*WORK REQUEST*: If a line in the entries below contains "PartialEq", copy it.
── SUPPLIED INFORMATION
//! Battle configuration for the command line.

use anyhow::Context;
use arena_core::{Catalog, Fighter, RollSource};
use std::path::PathBuf;

/// How a battle (or a batch of battles) is set up.
#[derive(Debug, Clone)]
pub struct ArenaConfig {
    /// Name of the first fighter.
    pub first: String,
    /// Name of the second fighter.
    pub second: String,
    /// Starting hit points for both fighters.
    pub hit_points: i32,
    /// Seed for the battle RNG; random when unset.
    pub seed: Option<u64>,
    /// JSON attack catalog; the standard catalog when unset.
    pub catalog: Option<PathBuf>,
    /// Emit events as JSON lines instead of text.
    pub json: bool,
}

impl ArenaConfig {
    /// Two 100 HP fighters with the standard attacks.
    pub fn quick_start() -> Self {
        Self {
            first: "Chrulk".to_string(),
            second: "Steve".to_string(),
            hit_points: 100,
            seed: None,
            catalog: None,
            json: false,
        }
    }

    pub fn with_names(mut self, first: impl Into<String>, second: impl Into<String>) -> Self {
        self.first = first.into();
        self.second = second.into();
        self
    }

    pub fn with_hit_points(mut self, hit_points: i32) -> Self {
        self.hit_points = hit_points;
        self
    }

    pub fn with_seed(mut self, seed: Option<u64>) -> Self {
        self.seed = seed;
        self
    }

    pub fn with_catalog(mut self, path: Option<PathBuf>) -> Self {
        self.catalog = path;
        self
    }

    pub fn with_json(mut self, json: bool) -> Self {
        self.json = json;
        self
    }

    /// Load the configured catalog.
    pub fn load_catalog(&self) -> anyhow::Result<Catalog> {
        match &self.catalog {
            Some(path) => Catalog::load(path)
                .with_context(|| format!("failed to load attack catalog {}", path.display())),
            None => Ok(Catalog::standard()),
        }
    }

    /// Create both fighters, each trained in every catalog attack.
    pub fn build_fighters<R: RollSource + ?Sized>(
        &self,
        catalog: &Catalog,
        rng: &mut R,
    ) -> (Fighter, Fighter) {
        let mut first = Fighter::new(self.first.clone(), self.hit_points, rng);
        let mut second = Fighter::new(self.second.clone(), self.hit_points, rng);
        for attack in catalog.attacks() {
            first.learn_attack(attack.clone());
            second.learn_attack(attack.clone());
        }
        (first, second)
    }
}

impl Default for ArenaConfig {
    fn default() -> Self {
        Self::quick_start()
    }
}

#[cfg(test)]
mod tests {
    use super::*;
    use arena_core::GameRng;

    #[test]
    fn test_builder() {
        let config = ArenaConfig::quick_start()
            .with_names("Ada", "Brom")
            .with_hit_points(30)
            .with_seed(Some(4))
            .with_json(true);
        assert_eq!(config.first, "Ada");
        assert_eq!(config.second, "Brom");
        assert_eq!(config.hit_points, 30);
        assert_eq!(config.seed, Some(4));
        assert!(config.json);
    }

    #[test]
    fn test_fighters_learn_whole_catalog() {
        let config = ArenaConfig::quick_start();
        let catalog = config.load_catalog().unwrap();
        let mut rng = GameRng::new(1);
        let (first, second) = config.build_fighters(&catalog, &mut rng);
        assert_eq!(first.attacks().len(), 6);
        assert_eq!(second.attacks().len(), 6);
        assert_eq!(first.hit_points, 100);
    }

    #[test]
    fn test_missing_catalog_file() {
        let config =
            ArenaConfig::quick_start().with_catalog(Some("/nonexistent/attacks.json".into()));
        let err = config.load_catalog().unwrap_err();
        assert!(err.to_string().contains("failed to load attack catalog"));
    }
}
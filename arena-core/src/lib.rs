//! Dice resolution and combat arbitration for two-fighter battles.
//!
//! This crate provides:
//! - Polyhedral dice with checked arithmetic and roll history
//! - Advantage/disadvantage rolls over dice pools
//! - Fighters with a probabilistic awareness state machine
//! - A battle arbiter that reports every step as a structured event
//!
//! # Quick Start
//!
//! ```
//! use arena_core::{BattleArbiter, Catalog, Fighter, GameRng};
//!
//! let mut rng = GameRng::new(42);
//! let catalog = Catalog::standard();
//!
//! let mut chrulk = Fighter::new("Chrulk", 100, &mut rng);
//! let mut silvia = Fighter::new("Silvia", 100, &mut rng);
//! for attack in catalog.attacks() {
//!     chrulk.learn_attack(attack.clone());
//!     silvia.learn_attack(attack.clone());
//! }
//!
//! let mut arbiter = BattleArbiter::new();
//! let report = arbiter.start_battle(&mut chrulk, &mut silvia, &mut rng).unwrap();
//! assert!(report.winner.is_some());
//! ```

pub mod arena;
pub mod attack;
pub mod catalog;
pub mod dice;
pub mod fighter;
pub mod pool;
pub mod rng;
pub mod testing;

// Primary public API
pub use arena::{BattleArbiter, BattleError, BattleEvent, BattleReport, EndReason, TurnOutcome};
pub use attack::{Attack, AttackId};
pub use catalog::{AttackDef, Catalog, CatalogError};
pub use dice::{Advantage, DiceError, Die, DieType};
pub use fighter::{Awareness, AwarenessWeights, Fighter, FighterError, FighterStatus};
pub use pool::{DicePool, PoolRoll, RollSnapshot};
pub use rng::{GameRng, RollSource};
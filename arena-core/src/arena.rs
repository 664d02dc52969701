//! Battle arbitration.
//!
//! The [`BattleArbiter`] runs one two-fighter battle at a time:
//! 1. Both fighters roll initiative; the higher d20 attacks first
//! 2. Each turn the attacker updates awareness and picks a learned attack
//! 3. Opposed d20 rolls decide the hit; damage follows awareness
//! 4. The battle ends when the defender drops to 0 HP or below
//!
//! Every step is reported as a [`BattleEvent`] so callers can render it.

use crate::fighter::{AwarenessChange, Fighter, FighterError, FighterStatus};
use crate::pool::PoolRoll;
use crate::rng::RollSource;
use serde::{Deserialize, Serialize};
use std::sync::atomic::{AtomicBool, Ordering};
use std::sync::Arc;
use thiserror::Error;

/// Error type for battle arbitration.
#[derive(Debug, Clone, PartialEq, Error)]
pub enum BattleError {
    #[error("{fighter} cannot enter battle without any attacks")]
    NoAttacksAvailable { fighter: String },

    #[error("{fighter} cannot enter battle with {hit_points} HP")]
    AlreadyDefeated { fighter: String, hit_points: i32 },

    #[error("a battle is already in progress")]
    AlreadyInProgress,

    #[error("no battle is in progress")]
    NotInProgress,

    #[error("fighter error: {0}")]
    Fighter(#[from] FighterError),
}

/// Why a battle stopped.
#[derive(Debug, Clone, Copy, PartialEq, Eq, Serialize, Deserialize)]
pub enum EndReason {
    Defeat,
    Cancelled,
}

/// Something that happened during a battle.
#[derive(Debug, Clone, PartialEq, Serialize, Deserialize)]
pub enum BattleEvent {
    /// Battle started with these fighters
    BattleStarted { fighters: Vec<FighterStatus> },

    /// Both fighters rolled the same initiative and roll again
    InitiativeTied { roll: u32 },

    /// Initiative decided who attacks first
    InitiativeRolled {
        attacker: String,
        attacker_roll: u32,
        defender: String,
        defender_roll: u32,
    },

    /// A new turn began
    TurnStarted {
        turn: u32,
        attacker: String,
        defender: String,
    },

    /// The attacker's awareness changed
    AwarenessChanged(AwarenessChange),

    /// The opposed roll went to the attacker
    AttackHit {
        attacker: String,
        defender: String,
        attack: String,
        attack_roll: u32,
        defense_roll: u32,
    },

    /// The opposed roll went to the defender (ties included)
    AttackMissed {
        attacker: String,
        defender: String,
        attack: String,
        attack_roll: u32,
        defense_roll: u32,
    },

    /// Damage was rolled and applied
    DamageDealt {
        attacker: String,
        defender: String,
        attack: String,
        roll: PoolRoll,
        remaining_hp: i32,
    },

    /// Hit points and awareness after a turn
    StatusUpdate { fighters: Vec<FighterStatus> },

    /// A fighter dropped to 0 HP or below
    FighterDefeated { defeated: String, victor: String },

    /// Battle is over
    BattleEnded { reason: EndReason, turns: u32 },
}

/// Outcome of a single turn.
#[derive(Debug, Clone, PartialEq, Eq)]
pub struct TurnOutcome {
    pub attack: String,
    pub attack_roll: u32,
    pub defense_roll: u32,
    /// Damage dealt, if the attack hit.
    pub damage: Option<u32>,
    pub defender_defeated: bool,
}

impl TurnOutcome {
    pub fn hit(&self) -> bool {
        self.damage.is_some()
    }
}

/// Result of initiative.
#[derive(Debug, Clone, Copy, PartialEq, Eq)]
pub struct Initiative {
    /// True when the first fighter passed in attacks first.
    pub first_attacks: bool,
    pub first_roll: u32,
    pub second_roll: u32,
    /// How many tied rounds were re-rolled.
    pub ties: u32,
}

/// Everything that happened in one battle.
#[derive(Debug, Clone)]
pub struct BattleReport {
    pub winner: Option<String>,
    pub loser: Option<String>,
    pub turns: u32,
    pub reason: EndReason,
    pub events: Vec<BattleEvent>,
}

/// Runs battles between two fighters.
///
/// An arbiter holds no fighters; they are borrowed for one battle and the
/// arbiter can be reused once it is idle again.
#[derive(Debug, Default)]
pub struct BattleArbiter {
    in_progress: bool,
    turn: u32,
    cancel: Option<Arc<AtomicBool>>,
}

impl BattleArbiter {
    pub fn new() -> Self {
        Self::default()
    }

    /// Stop the battle at the start of the next turn once `flag` is set.
    pub fn with_cancel_flag(mut self, flag: Arc<AtomicBool>) -> Self {
        self.cancel = Some(flag);
        self
    }

    pub fn in_progress(&self) -> bool {
        self.in_progress
    }

    /// Turns played in the current (or last) battle.
    pub fn turn(&self) -> u32 {
        self.turn
    }

    fn is_cancelled(&self) -> bool {
        self.cancel
            .as_ref()
            .is_some_and(|flag| flag.load(Ordering::Relaxed))
    }

    /// Validate both fighters and mark the battle as in progress.
    pub fn begin_battle(&mut self, first: &Fighter, second: &Fighter) -> Result<(), BattleError> {
        if self.in_progress {
            return Err(BattleError::AlreadyInProgress);
        }
        for fighter in [first, second] {
            if fighter.attacks().is_empty() {
                return Err(BattleError::NoAttacksAvailable {
                    fighter: fighter.name.clone(),
                });
            }
            if fighter.is_defeated() {
                return Err(BattleError::AlreadyDefeated {
                    fighter: fighter.name.clone(),
                    hit_points: fighter.hit_points,
                });
            }
        }
        self.in_progress = true;
        self.turn = 0;
        tracing::info!(first = %first.name, second = %second.name, "battle started");
        Ok(())
    }

    pub fn end_battle(&mut self) {
        if self.in_progress {
            tracing::info!(turns = self.turn, "battle ended");
        }
        self.in_progress = false;
    }

    /// Both fighters roll a d20 until the results differ; the higher attacks first.
    pub fn roll_initiative<R, O>(
        &mut self,
        first: &mut Fighter,
        second: &mut Fighter,
        rng: &mut R,
        observer: &mut O,
    ) -> Initiative
    where
        R: RollSource + ?Sized,
        O: FnMut(&BattleEvent) + ?Sized,
    {
        let mut ties = 0;
        loop {
            let first_roll = first.roll_d20(rng);
            let second_roll = second.roll_d20(rng);
            if first_roll == second_roll {
                tracing::debug!(roll = first_roll, "initiative tied, rolling again");
                observer(&BattleEvent::InitiativeTied { roll: first_roll });
                ties += 1;
                continue;
            }

            let first_attacks = first_roll > second_roll;
            let (attacker, attacker_roll, defender, defender_roll) = if first_attacks {
                (&first.name, first_roll, &second.name, second_roll)
            } else {
                (&second.name, second_roll, &first.name, first_roll)
            };
            tracing::debug!(%attacker, attacker_roll, %defender, defender_roll, "initiative");
            observer(&BattleEvent::InitiativeRolled {
                attacker: attacker.clone(),
                attacker_roll,
                defender: defender.clone(),
                defender_roll,
            });

            return Initiative {
                first_attacks,
                first_roll,
                second_roll,
                ties,
            };
        }
    }

    /// Play one turn: awareness, attack selection, opposed roll, damage, defeat.
    pub fn play_turn<R, O>(
        &mut self,
        attacker: &mut Fighter,
        defender: &mut Fighter,
        rng: &mut R,
        observer: &mut O,
    ) -> Result<TurnOutcome, BattleError>
    where
        R: RollSource + ?Sized,
        O: FnMut(&BattleEvent) + ?Sized,
    {
        if !self.in_progress {
            return Err(BattleError::NotInProgress);
        }
        self.turn += 1;
        observer(&BattleEvent::TurnStarted {
            turn: self.turn,
            attacker: attacker.name.clone(),
            defender: defender.name.clone(),
        });

        if let Some(change) = attacker.update_awareness(rng)? {
            observer(&BattleEvent::AwarenessChanged(change));
        }

        let attack = attacker.choose_attack(rng)?;
        let attack_roll = attacker.roll_d20(rng);
        let defense_roll = defender.roll_d20(rng);

        let mut outcome = TurnOutcome {
            attack: attack.name().to_string(),
            attack_roll,
            defense_roll,
            damage: None,
            defender_defeated: false,
        };

        if attack_roll > defense_roll {
            observer(&BattleEvent::AttackHit {
                attacker: attacker.name.clone(),
                defender: defender.name.clone(),
                attack: outcome.attack.clone(),
                attack_roll,
                defense_roll,
            });

            let roll = attacker.strike(&attack, rng)?;
            let remaining_hp = defender.take_damage(roll.total);
            tracing::debug!(
                attacker = %attacker.name,
                defender = %defender.name,
                attack = %outcome.attack,
                damage = roll.total,
                remaining_hp,
                "hit"
            );
            outcome.damage = Some(roll.total);
            observer(&BattleEvent::DamageDealt {
                attacker: attacker.name.clone(),
                defender: defender.name.clone(),
                attack: outcome.attack.clone(),
                roll,
                remaining_hp,
            });
        } else {
            tracing::debug!(
                attacker = %attacker.name,
                attack_roll,
                defense_roll,
                "miss"
            );
            observer(&BattleEvent::AttackMissed {
                attacker: attacker.name.clone(),
                defender: defender.name.clone(),
                attack: outcome.attack.clone(),
                attack_roll,
                defense_roll,
            });
        }

        if defender.is_defeated() {
            outcome.defender_defeated = true;
            self.end_battle();
            observer(&BattleEvent::FighterDefeated {
                defeated: defender.name.clone(),
                victor: attacker.name.clone(),
            });
        }

        observer(&BattleEvent::StatusUpdate {
            fighters: vec![attacker.status(), defender.status()],
        });

        Ok(outcome)
    }

    /// Run a full battle and collect its events.
    pub fn start_battle<R>(
        &mut self,
        first: &mut Fighter,
        second: &mut Fighter,
        rng: &mut R,
    ) -> Result<BattleReport, BattleError>
    where
        R: RollSource + ?Sized,
    {
        self.start_battle_observed(first, second, rng, &mut |_: &BattleEvent| {})
    }

    /// Run a full battle, passing each event to `observer` as it happens.
    pub fn start_battle_observed<R, O>(
        &mut self,
        first: &mut Fighter,
        second: &mut Fighter,
        rng: &mut R,
        observer: &mut O,
    ) -> Result<BattleReport, BattleError>
    where
        R: RollSource + ?Sized,
        O: FnMut(&BattleEvent) + ?Sized,
    {
        self.begin_battle(first, second)?;

        let mut events = Vec::new();
        let mut record = |event: &BattleEvent| {
            observer(event);
            events.push(event.clone());
        };

        record(&BattleEvent::BattleStarted {
            fighters: vec![first.status(), second.status()],
        });

        let initiative = self.roll_initiative(first, second, rng, &mut record);
        let (mut attacker, mut defender) = if initiative.first_attacks {
            (first, second)
        } else {
            (second, first)
        };

        let mut reason = EndReason::Defeat;
        while self.in_progress {
            if self.is_cancelled() {
                tracing::info!(turn = self.turn, "battle cancelled");
                self.end_battle();
                reason = EndReason::Cancelled;
                break;
            }
            if let Err(e) = self.play_turn(attacker, defender, rng, &mut record) {
                self.end_battle();
                return Err(e);
            }
            if self.in_progress {
                std::mem::swap(&mut attacker, &mut defender);
            }
        }

        let turns = self.turn;
        record(&BattleEvent::BattleEnded { reason, turns });

        let (winner, loser) = if defender.is_defeated() {
            (Some(attacker.name.clone()), Some(defender.name.clone()))
        } else {
            (None, None)
        };

        Ok(BattleReport {
            winner,
            loser,
            turns,
            reason,
            events,
        })
    }
}
//! Two-fighter dice battles on the command line.
//!
//! ```bash
//! cargo run -p arena -- --seed 42
//! cargo run -p arena -- --simulate 1000 --hp 60
//! cargo run -p arena -- --catalog attacks.json --json
//! ```
//!
//! Flags can also be set through the environment or a `.env` file
//! (`ARENA_SEED`, `ARENA_HP`, `ARENA_CATALOG`). Logs go to stderr and are
//! filtered with `RUST_LOG`.

mod config;
mod render;
mod simulate;

use anyhow::Context;
use arena_core::arena::BattleEvent;
use arena_core::{BattleArbiter, Catalog, GameRng};
use clap::Parser;
use config::ArenaConfig;
use std::path::PathBuf;
use std::sync::atomic::{AtomicBool, Ordering};
use std::sync::Arc;
use tracing_subscriber::EnvFilter;

#[derive(Parser, Debug)]
#[command(name = "arena", version, about = "Two-fighter dice battles")]
struct Args {
    /// Seed for the battle RNG (random when omitted)
    #[arg(long, env = "ARENA_SEED")]
    seed: Option<u64>,

    /// Starting hit points for both fighters
    #[arg(
        long,
        env = "ARENA_HP",
        default_value_t = 100,
        value_parser = clap::value_parser!(i32).range(1..)
    )]
    hp: i32,

    /// Name of the first fighter
    #[arg(long, default_value = "Chrulk")]
    first: String,

    /// Name of the second fighter
    #[arg(long, default_value = "Steve")]
    second: String,

    /// JSON attack catalog (defaults to the standard attacks)
    #[arg(long, env = "ARENA_CATALOG")]
    catalog: Option<PathBuf>,

    /// Print events as JSON lines
    #[arg(long)]
    json: bool,

    /// Run N battles in parallel and print win counts
    #[arg(long, value_name = "N")]
    simulate: Option<usize>,

    /// List the catalog's attacks and exit
    #[arg(long)]
    list_attacks: bool,
}

impl Args {
    fn config(&self) -> ArenaConfig {
        ArenaConfig::quick_start()
            .with_names(&self.first, &self.second)
            .with_hit_points(self.hp)
            .with_seed(self.seed)
            .with_catalog(self.catalog.clone())
            .with_json(self.json)
    }
}

#[tokio::main]
async fn main() -> anyhow::Result<()> {
    // Load .env file if present
    dotenvy::dotenv().ok();

    tracing_subscriber::fmt()
        .with_env_filter(
            EnvFilter::try_from_default_env().unwrap_or_else(|_| EnvFilter::new("warn")),
        )
        .with_writer(std::io::stderr)
        .init();

    let args = Args::parse();
    let config = args.config();
    let catalog = config.load_catalog()?;

    if args.list_attacks {
        for attack in catalog.attacks() {
            println!("{attack}");
        }
        return Ok(());
    }

    let cancel = Arc::new(AtomicBool::new(false));
    let flag = cancel.clone();
    tokio::spawn(async move {
        if tokio::signal::ctrl_c().await.is_ok() {
            tracing::warn!("interrupted, stopping after the current turn");
            flag.store(true, Ordering::Relaxed);
        }
    });

    match args.simulate {
        Some(battles) => {
            let summary = simulate::simulate(&config, &catalog, battles, cancel).await?;
            if config.json {
                println!("{}", serde_json::to_string(&summary)?);
            } else {
                print!("{summary}");
            }
        }
        None => run_battle(&config, &catalog, cancel)?,
    }

    Ok(())
}

/// Play one battle, streaming events to stdout.
fn run_battle(
    config: &ArenaConfig,
    catalog: &Catalog,
    cancel: Arc<AtomicBool>,
) -> anyhow::Result<()> {
    let mut rng = match config.seed {
        Some(seed) => GameRng::new(seed),
        None => GameRng::from_entropy(),
    };
    tracing::info!(seed = rng.seed(), "battle rng");

    let (mut first, mut second) = config.build_fighters(catalog, &mut rng);
    if !config.json {
        println!("Seed: {}", rng.seed());
        println!("Fighters in current battle:");
        println!("{first}");
        println!("{second}");
    }

    let json = config.json;
    let mut print_event = |event: &BattleEvent| {
        if json {
            match serde_json::to_string(event) {
                Ok(line) => println!("{line}"),
                Err(e) => tracing::warn!(error = %e, "failed to serialize event"),
            }
        } else if let Some(text) = render::render_event(event) {
            println!("{text}");
        }
    };

    let mut arbiter = BattleArbiter::new().with_cancel_flag(cancel);
    let report = arbiter
        .start_battle_observed(&mut first, &mut second, &mut rng, &mut print_event)
        .context("battle failed")?;

    if !json {
        match &report.winner {
            Some(winner) => println!("{winner} wins after {} turns", report.turns),
            None => println!("Battle stopped after {} turns", report.turns),
        }
    }
    Ok(())
}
────
*ANSWER TO THIS TASK*:
#[derive(Debug, Clone, PartialEq, Error)]
#[derive(Debug, Clone, Copy, PartialEq, Eq, Serialize, Deserialize)]
#[derive(Debug, Clone, PartialEq, Serialize, Deserialize)]
#[derive(Debug, Clone, PartialEq, Eq)]
#[derive(Debug, Clone, Copy, PartialEq, Eq)]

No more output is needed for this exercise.